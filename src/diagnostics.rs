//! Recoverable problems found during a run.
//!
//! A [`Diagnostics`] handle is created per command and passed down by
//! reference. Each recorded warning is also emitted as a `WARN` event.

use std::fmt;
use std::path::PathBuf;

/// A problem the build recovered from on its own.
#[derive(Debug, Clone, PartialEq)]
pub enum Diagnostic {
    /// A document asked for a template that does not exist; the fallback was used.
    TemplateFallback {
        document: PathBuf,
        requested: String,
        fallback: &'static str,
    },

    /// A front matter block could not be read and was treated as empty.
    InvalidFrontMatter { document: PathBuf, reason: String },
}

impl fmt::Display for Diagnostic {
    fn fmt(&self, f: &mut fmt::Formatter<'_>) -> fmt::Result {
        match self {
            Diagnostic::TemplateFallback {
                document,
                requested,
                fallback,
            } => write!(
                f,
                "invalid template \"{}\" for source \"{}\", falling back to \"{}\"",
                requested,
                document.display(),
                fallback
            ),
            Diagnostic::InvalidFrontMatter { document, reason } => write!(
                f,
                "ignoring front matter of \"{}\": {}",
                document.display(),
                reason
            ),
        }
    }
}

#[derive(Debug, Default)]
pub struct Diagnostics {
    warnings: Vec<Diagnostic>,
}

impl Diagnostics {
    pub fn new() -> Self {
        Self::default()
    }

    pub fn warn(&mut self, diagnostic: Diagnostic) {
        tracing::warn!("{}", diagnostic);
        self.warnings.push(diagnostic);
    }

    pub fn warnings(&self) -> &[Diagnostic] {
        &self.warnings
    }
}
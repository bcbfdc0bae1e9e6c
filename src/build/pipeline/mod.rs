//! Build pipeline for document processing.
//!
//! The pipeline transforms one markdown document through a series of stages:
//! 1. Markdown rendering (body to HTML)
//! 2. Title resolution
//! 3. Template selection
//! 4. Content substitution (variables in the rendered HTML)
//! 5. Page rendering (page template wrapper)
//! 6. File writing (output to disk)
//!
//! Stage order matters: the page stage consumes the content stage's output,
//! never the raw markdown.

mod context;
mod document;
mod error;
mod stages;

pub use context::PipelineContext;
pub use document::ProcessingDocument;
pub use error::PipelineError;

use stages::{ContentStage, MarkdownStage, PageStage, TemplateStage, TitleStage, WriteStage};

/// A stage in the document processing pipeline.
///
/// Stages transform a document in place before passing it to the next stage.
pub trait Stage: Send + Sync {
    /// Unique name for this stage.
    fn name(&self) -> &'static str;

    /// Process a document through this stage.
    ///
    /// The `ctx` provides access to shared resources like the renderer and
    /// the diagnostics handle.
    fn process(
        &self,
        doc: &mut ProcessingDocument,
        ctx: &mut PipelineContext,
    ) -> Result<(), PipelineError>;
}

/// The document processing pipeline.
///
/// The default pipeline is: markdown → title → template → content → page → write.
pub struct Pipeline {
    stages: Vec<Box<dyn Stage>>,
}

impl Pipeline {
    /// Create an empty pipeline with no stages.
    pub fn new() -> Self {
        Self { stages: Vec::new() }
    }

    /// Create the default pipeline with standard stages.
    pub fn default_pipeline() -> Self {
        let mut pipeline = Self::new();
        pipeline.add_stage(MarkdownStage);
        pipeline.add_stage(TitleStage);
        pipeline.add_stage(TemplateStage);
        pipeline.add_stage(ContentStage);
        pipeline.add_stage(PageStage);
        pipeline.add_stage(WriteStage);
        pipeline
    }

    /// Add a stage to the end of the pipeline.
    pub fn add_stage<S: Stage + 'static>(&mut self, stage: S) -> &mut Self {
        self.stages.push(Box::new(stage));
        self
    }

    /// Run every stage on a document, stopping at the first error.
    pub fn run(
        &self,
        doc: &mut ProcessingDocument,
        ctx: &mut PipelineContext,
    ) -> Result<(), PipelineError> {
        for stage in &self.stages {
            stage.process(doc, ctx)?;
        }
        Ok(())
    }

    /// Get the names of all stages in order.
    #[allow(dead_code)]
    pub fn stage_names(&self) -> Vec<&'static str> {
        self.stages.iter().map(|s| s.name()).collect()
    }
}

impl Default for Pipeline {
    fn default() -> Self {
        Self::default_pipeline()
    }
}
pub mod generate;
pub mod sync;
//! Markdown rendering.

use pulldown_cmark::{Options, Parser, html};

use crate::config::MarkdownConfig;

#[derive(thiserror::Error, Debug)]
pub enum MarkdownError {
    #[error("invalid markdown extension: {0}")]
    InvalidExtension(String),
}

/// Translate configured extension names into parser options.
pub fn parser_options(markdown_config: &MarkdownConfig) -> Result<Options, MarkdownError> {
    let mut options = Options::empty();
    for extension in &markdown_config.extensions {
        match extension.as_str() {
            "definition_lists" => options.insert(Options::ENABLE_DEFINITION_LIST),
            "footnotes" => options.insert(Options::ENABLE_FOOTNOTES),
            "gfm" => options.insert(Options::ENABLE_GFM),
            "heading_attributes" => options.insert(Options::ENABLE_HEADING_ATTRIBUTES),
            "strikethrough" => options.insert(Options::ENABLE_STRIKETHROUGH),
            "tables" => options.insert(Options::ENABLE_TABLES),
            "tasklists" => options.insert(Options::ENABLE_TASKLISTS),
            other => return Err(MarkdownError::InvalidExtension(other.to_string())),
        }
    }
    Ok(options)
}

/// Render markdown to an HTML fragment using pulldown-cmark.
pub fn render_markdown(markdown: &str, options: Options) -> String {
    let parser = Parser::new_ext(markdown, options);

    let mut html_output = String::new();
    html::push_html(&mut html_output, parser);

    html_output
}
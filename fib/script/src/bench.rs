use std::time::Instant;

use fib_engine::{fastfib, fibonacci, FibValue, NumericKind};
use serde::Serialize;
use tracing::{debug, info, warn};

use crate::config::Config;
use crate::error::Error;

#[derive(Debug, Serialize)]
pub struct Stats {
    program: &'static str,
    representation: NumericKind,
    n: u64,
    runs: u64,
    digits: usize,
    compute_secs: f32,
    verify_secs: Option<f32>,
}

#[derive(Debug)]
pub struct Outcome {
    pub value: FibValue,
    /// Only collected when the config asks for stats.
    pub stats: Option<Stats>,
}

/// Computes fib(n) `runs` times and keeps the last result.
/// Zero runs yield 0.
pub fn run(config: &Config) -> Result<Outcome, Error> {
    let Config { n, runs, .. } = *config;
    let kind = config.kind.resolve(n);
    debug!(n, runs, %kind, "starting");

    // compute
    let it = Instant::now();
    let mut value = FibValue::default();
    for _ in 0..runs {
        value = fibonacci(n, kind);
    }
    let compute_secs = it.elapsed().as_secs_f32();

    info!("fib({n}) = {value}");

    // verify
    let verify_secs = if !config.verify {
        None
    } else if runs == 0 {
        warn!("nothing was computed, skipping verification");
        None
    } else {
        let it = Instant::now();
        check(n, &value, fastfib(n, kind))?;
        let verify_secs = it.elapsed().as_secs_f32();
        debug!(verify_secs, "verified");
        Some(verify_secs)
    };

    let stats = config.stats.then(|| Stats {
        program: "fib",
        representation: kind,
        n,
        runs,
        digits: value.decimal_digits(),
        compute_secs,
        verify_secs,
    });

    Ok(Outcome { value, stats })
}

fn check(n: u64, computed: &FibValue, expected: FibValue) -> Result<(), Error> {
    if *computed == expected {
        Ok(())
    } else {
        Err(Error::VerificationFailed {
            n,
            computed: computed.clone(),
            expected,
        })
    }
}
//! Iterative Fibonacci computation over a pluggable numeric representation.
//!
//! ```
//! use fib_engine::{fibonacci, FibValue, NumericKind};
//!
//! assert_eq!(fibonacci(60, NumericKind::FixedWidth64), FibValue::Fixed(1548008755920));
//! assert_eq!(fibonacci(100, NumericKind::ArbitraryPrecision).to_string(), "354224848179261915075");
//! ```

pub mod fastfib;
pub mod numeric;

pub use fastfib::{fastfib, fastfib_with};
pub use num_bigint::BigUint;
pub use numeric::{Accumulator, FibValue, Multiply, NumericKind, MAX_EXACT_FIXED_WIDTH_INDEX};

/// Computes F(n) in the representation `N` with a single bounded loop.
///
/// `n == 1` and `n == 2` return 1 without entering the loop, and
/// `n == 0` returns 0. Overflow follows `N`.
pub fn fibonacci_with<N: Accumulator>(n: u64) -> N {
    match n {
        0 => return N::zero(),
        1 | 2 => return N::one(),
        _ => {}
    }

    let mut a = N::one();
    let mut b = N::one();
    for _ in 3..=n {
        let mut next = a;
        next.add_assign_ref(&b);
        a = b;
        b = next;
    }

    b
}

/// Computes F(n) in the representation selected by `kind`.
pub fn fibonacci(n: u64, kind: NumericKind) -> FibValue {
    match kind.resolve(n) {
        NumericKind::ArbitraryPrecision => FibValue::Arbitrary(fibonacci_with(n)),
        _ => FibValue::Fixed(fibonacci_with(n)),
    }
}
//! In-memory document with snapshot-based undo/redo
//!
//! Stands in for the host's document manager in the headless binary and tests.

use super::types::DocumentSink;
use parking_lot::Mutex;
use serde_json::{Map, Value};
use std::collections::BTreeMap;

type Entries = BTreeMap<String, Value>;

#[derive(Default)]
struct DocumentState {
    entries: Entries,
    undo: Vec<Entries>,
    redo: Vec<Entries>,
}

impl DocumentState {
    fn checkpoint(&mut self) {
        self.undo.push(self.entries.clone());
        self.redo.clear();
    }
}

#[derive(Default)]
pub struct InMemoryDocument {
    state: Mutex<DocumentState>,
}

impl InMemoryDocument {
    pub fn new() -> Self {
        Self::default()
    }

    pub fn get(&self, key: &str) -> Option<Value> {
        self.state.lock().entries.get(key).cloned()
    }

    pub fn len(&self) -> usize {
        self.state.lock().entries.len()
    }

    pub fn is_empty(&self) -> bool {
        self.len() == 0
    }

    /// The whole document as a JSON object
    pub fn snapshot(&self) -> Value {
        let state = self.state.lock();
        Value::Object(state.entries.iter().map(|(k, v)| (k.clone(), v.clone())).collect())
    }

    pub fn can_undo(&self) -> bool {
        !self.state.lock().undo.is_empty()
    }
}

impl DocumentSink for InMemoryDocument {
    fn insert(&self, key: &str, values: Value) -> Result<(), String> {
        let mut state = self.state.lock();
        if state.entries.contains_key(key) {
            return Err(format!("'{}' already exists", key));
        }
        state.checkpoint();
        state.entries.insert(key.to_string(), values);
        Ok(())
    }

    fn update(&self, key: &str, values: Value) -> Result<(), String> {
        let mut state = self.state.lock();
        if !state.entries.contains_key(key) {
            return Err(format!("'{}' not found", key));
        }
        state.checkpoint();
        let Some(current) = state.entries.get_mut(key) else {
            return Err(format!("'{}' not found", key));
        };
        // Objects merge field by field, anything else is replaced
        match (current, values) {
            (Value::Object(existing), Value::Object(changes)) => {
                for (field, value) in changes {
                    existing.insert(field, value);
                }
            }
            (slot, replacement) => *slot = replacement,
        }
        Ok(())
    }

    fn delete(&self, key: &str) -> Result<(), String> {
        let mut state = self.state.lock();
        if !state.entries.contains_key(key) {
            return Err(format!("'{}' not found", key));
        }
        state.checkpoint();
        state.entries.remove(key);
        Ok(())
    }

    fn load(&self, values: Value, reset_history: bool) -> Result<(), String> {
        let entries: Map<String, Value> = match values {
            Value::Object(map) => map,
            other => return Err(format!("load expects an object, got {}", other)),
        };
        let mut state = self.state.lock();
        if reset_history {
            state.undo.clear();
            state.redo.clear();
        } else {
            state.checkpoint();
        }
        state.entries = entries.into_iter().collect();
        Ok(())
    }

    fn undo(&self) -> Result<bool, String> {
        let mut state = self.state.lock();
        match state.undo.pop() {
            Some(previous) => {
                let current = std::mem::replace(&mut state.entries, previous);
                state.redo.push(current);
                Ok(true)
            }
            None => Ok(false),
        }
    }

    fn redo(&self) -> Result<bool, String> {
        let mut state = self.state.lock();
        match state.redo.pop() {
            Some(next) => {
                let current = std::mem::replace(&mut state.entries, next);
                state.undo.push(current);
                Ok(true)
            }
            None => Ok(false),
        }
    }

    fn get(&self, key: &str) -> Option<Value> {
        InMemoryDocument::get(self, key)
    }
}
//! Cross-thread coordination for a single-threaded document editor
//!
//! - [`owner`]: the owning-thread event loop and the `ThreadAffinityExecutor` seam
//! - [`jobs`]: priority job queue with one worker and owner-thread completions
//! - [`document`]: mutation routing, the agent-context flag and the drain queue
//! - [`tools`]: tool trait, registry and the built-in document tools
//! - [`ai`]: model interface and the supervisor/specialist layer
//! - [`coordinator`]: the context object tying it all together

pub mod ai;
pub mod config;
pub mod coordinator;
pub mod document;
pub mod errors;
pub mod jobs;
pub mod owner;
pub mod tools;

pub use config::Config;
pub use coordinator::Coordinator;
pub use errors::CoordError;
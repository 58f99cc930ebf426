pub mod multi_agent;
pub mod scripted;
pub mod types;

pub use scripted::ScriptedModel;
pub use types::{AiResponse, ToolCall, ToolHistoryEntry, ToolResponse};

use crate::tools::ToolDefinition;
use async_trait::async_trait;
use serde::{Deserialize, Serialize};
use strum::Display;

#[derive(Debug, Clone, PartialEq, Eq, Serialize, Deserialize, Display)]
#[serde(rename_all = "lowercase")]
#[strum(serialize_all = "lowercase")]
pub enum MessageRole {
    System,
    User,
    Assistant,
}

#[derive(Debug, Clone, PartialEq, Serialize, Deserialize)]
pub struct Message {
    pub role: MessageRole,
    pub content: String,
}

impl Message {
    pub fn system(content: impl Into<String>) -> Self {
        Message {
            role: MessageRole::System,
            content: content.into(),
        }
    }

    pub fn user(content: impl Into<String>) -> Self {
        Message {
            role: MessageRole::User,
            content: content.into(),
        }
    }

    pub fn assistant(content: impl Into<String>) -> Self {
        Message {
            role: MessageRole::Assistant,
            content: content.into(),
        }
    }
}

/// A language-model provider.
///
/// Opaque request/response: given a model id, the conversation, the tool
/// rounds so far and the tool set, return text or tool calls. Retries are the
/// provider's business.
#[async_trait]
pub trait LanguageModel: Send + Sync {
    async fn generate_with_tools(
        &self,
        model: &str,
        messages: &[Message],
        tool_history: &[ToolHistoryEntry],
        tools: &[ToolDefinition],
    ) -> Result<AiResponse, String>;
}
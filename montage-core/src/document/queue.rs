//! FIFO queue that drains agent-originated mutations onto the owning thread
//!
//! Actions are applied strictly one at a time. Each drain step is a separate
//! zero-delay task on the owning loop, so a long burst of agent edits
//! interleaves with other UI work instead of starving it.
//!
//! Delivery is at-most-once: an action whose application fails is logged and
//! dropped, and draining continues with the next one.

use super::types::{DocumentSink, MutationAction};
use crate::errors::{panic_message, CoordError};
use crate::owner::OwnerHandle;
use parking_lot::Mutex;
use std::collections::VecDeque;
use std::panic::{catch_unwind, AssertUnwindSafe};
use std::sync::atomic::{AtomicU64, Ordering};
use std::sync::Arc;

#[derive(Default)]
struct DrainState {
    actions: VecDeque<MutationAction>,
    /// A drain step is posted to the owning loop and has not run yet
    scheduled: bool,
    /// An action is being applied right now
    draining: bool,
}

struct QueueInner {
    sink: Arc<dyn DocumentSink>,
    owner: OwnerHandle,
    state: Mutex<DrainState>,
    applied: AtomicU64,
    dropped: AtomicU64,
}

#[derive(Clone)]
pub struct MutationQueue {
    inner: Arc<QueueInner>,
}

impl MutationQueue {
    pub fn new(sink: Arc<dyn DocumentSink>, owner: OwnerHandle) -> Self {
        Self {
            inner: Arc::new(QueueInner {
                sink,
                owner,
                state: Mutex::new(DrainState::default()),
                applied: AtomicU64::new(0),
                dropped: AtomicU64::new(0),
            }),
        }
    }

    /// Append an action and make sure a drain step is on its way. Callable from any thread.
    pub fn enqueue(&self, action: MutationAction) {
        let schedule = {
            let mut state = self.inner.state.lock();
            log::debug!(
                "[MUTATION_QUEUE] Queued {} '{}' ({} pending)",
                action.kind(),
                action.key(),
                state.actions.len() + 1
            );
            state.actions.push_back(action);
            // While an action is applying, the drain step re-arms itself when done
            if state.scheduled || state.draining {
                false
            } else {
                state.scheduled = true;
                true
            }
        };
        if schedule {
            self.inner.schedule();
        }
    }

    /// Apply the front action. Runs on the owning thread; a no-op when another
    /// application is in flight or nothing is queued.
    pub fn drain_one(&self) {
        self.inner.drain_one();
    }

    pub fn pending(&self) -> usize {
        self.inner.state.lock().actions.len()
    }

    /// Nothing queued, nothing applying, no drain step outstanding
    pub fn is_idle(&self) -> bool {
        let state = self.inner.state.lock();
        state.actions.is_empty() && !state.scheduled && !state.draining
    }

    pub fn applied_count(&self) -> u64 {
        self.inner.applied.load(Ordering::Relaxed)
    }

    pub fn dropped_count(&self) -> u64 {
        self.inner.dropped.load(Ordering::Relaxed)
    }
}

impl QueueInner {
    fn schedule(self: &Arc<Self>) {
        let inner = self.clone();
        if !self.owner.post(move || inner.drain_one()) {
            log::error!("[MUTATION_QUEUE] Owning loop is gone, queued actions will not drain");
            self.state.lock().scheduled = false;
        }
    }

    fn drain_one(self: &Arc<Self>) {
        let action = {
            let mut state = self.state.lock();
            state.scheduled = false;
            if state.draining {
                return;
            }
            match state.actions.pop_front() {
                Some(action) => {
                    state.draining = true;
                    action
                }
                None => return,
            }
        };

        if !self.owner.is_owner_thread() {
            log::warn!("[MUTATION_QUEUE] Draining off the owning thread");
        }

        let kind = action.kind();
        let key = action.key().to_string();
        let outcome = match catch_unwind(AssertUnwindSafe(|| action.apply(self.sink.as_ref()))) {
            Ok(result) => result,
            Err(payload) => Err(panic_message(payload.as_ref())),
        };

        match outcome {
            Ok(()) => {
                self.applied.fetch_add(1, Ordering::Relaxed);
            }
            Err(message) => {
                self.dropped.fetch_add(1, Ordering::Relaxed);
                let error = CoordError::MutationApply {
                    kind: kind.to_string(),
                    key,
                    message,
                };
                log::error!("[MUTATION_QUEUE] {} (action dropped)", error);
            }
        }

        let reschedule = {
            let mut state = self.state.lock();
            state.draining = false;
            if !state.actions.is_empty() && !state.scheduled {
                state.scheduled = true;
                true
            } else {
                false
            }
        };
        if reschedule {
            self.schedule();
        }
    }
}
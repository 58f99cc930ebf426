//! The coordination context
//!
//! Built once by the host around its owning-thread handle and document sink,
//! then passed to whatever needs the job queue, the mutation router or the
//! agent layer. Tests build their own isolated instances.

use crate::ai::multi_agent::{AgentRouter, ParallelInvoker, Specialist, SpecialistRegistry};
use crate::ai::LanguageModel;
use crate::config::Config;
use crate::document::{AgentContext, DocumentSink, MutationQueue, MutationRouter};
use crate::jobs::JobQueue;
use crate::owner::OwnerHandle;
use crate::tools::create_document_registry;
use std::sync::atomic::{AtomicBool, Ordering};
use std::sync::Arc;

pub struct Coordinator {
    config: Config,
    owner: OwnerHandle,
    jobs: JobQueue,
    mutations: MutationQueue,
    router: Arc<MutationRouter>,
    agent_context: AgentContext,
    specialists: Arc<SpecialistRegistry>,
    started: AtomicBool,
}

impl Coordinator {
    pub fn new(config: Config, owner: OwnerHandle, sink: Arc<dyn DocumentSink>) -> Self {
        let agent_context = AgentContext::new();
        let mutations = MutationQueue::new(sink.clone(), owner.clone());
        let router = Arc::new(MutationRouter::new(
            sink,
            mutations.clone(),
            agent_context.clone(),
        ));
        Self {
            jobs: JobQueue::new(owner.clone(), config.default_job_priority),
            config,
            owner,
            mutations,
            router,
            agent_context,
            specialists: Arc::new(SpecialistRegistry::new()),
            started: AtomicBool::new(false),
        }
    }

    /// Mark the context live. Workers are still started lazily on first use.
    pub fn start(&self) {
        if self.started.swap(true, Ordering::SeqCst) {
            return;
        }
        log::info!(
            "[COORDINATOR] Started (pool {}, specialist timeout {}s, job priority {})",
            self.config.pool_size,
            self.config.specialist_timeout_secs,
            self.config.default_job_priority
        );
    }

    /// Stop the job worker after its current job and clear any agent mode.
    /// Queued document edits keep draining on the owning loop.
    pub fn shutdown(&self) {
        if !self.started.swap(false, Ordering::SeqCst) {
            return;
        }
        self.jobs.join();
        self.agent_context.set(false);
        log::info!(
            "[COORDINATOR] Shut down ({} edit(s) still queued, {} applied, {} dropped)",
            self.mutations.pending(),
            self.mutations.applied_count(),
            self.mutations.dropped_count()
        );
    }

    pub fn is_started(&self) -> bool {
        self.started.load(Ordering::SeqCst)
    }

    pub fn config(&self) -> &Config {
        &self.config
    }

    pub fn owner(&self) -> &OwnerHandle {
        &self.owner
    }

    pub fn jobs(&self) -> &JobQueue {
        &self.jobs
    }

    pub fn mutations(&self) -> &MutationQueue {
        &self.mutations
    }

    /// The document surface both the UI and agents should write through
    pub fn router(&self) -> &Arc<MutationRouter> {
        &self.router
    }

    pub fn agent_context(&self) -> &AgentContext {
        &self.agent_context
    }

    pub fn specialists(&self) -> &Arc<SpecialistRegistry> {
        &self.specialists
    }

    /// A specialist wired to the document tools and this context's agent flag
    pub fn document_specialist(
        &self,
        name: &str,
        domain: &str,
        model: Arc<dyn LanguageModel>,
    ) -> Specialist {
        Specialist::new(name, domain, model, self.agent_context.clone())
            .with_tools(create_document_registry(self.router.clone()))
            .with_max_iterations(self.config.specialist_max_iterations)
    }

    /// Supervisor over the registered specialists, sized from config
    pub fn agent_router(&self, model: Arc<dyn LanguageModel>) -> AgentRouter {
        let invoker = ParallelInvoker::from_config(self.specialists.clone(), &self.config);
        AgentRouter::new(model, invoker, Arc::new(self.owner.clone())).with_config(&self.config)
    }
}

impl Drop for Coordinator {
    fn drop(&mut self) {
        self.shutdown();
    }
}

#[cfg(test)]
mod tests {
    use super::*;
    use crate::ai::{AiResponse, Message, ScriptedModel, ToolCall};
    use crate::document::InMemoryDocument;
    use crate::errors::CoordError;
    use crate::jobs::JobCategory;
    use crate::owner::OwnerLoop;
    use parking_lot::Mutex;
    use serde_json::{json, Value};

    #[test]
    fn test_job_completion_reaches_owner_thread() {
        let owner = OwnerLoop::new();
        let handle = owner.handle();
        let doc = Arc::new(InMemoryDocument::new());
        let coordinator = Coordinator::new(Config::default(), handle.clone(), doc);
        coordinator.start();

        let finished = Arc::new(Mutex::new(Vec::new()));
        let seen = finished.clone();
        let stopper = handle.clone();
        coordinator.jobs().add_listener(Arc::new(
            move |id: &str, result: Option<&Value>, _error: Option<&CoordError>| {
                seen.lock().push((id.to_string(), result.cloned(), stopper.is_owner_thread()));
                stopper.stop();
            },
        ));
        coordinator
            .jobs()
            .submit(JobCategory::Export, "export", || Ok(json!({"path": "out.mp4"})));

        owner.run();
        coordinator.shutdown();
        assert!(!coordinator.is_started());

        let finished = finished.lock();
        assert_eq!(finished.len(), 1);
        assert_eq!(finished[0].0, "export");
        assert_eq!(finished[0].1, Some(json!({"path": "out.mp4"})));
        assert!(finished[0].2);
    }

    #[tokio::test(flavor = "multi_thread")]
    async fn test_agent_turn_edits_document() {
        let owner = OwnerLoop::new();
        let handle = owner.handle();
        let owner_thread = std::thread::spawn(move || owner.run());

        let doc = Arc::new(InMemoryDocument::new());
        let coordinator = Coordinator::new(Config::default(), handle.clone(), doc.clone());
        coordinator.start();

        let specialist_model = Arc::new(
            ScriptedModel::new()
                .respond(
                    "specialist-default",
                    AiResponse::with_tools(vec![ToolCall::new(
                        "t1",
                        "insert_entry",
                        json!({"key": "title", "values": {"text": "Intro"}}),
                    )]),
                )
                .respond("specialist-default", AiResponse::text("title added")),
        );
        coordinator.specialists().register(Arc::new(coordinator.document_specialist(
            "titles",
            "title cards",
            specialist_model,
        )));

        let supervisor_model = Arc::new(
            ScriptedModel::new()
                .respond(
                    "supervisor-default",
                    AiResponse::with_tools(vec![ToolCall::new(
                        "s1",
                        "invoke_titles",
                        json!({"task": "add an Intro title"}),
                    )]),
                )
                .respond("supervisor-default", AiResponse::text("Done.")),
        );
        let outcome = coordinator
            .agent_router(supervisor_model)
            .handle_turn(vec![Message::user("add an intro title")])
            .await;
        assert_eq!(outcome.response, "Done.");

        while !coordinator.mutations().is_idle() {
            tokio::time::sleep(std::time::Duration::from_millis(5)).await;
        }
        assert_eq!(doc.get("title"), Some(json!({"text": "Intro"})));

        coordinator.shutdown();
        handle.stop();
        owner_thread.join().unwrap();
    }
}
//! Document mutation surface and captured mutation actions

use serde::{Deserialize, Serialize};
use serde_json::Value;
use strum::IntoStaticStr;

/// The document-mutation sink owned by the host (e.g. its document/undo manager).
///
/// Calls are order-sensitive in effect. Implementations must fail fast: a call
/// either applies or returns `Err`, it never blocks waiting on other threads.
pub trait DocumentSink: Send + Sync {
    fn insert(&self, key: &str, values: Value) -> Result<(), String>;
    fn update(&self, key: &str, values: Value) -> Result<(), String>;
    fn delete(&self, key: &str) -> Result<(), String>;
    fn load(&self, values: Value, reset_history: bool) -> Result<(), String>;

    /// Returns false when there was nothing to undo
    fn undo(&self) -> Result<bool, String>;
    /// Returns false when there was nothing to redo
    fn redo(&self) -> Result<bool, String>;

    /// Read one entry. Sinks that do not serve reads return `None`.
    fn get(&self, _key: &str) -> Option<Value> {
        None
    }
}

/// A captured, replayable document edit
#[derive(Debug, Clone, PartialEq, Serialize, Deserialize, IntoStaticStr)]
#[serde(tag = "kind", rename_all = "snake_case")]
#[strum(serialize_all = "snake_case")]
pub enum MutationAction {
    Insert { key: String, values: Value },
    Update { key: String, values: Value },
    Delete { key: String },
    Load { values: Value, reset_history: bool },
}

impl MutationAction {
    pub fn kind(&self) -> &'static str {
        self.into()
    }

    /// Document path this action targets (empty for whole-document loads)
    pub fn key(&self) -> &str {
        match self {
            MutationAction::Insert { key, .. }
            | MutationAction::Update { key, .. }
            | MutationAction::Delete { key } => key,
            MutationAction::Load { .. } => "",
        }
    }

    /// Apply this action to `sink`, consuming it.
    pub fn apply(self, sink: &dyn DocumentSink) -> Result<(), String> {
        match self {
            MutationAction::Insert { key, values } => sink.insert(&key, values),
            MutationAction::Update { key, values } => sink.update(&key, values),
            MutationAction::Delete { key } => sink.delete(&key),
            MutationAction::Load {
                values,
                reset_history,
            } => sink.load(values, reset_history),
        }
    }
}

----

Return only the lines from the beginning of the material up to and including the line with "falling back to", exactly as written.

### RESULT OF THIS EXERCISE
filename src/diagnostics.rs
//! Recoverable problems found during a run.
//!
//! A [`Diagnostics`] handle is created per command and passed down by
//! reference. Each recorded warning is also emitted as a `WARN` event.

use std::fmt;
use std::path::PathBuf;

/// A problem the build recovered from on its own.
#[derive(Debug, Clone, PartialEq)]
pub enum Diagnostic {
    /// A document asked for a template that does not exist; the fallback was used.
    TemplateFallback {
        document: PathBuf,
        requested: String,
        fallback: &'static str,
    },

    /// A front matter block could not be read and was treated as empty.
    InvalidFrontMatter { document: PathBuf, reason: String },
}

impl fmt::Display for Diagnostic {
    fn fmt(&self, f: &mut fmt::Formatter<'_>) -> fmt::Result {
        match self {
            Diagnostic::TemplateFallback {
                document,
                requested,
                fallback,
            } => write!(
                f,
                "invalid template \"{}\" for source \"{}\", falling back to \"{}\"",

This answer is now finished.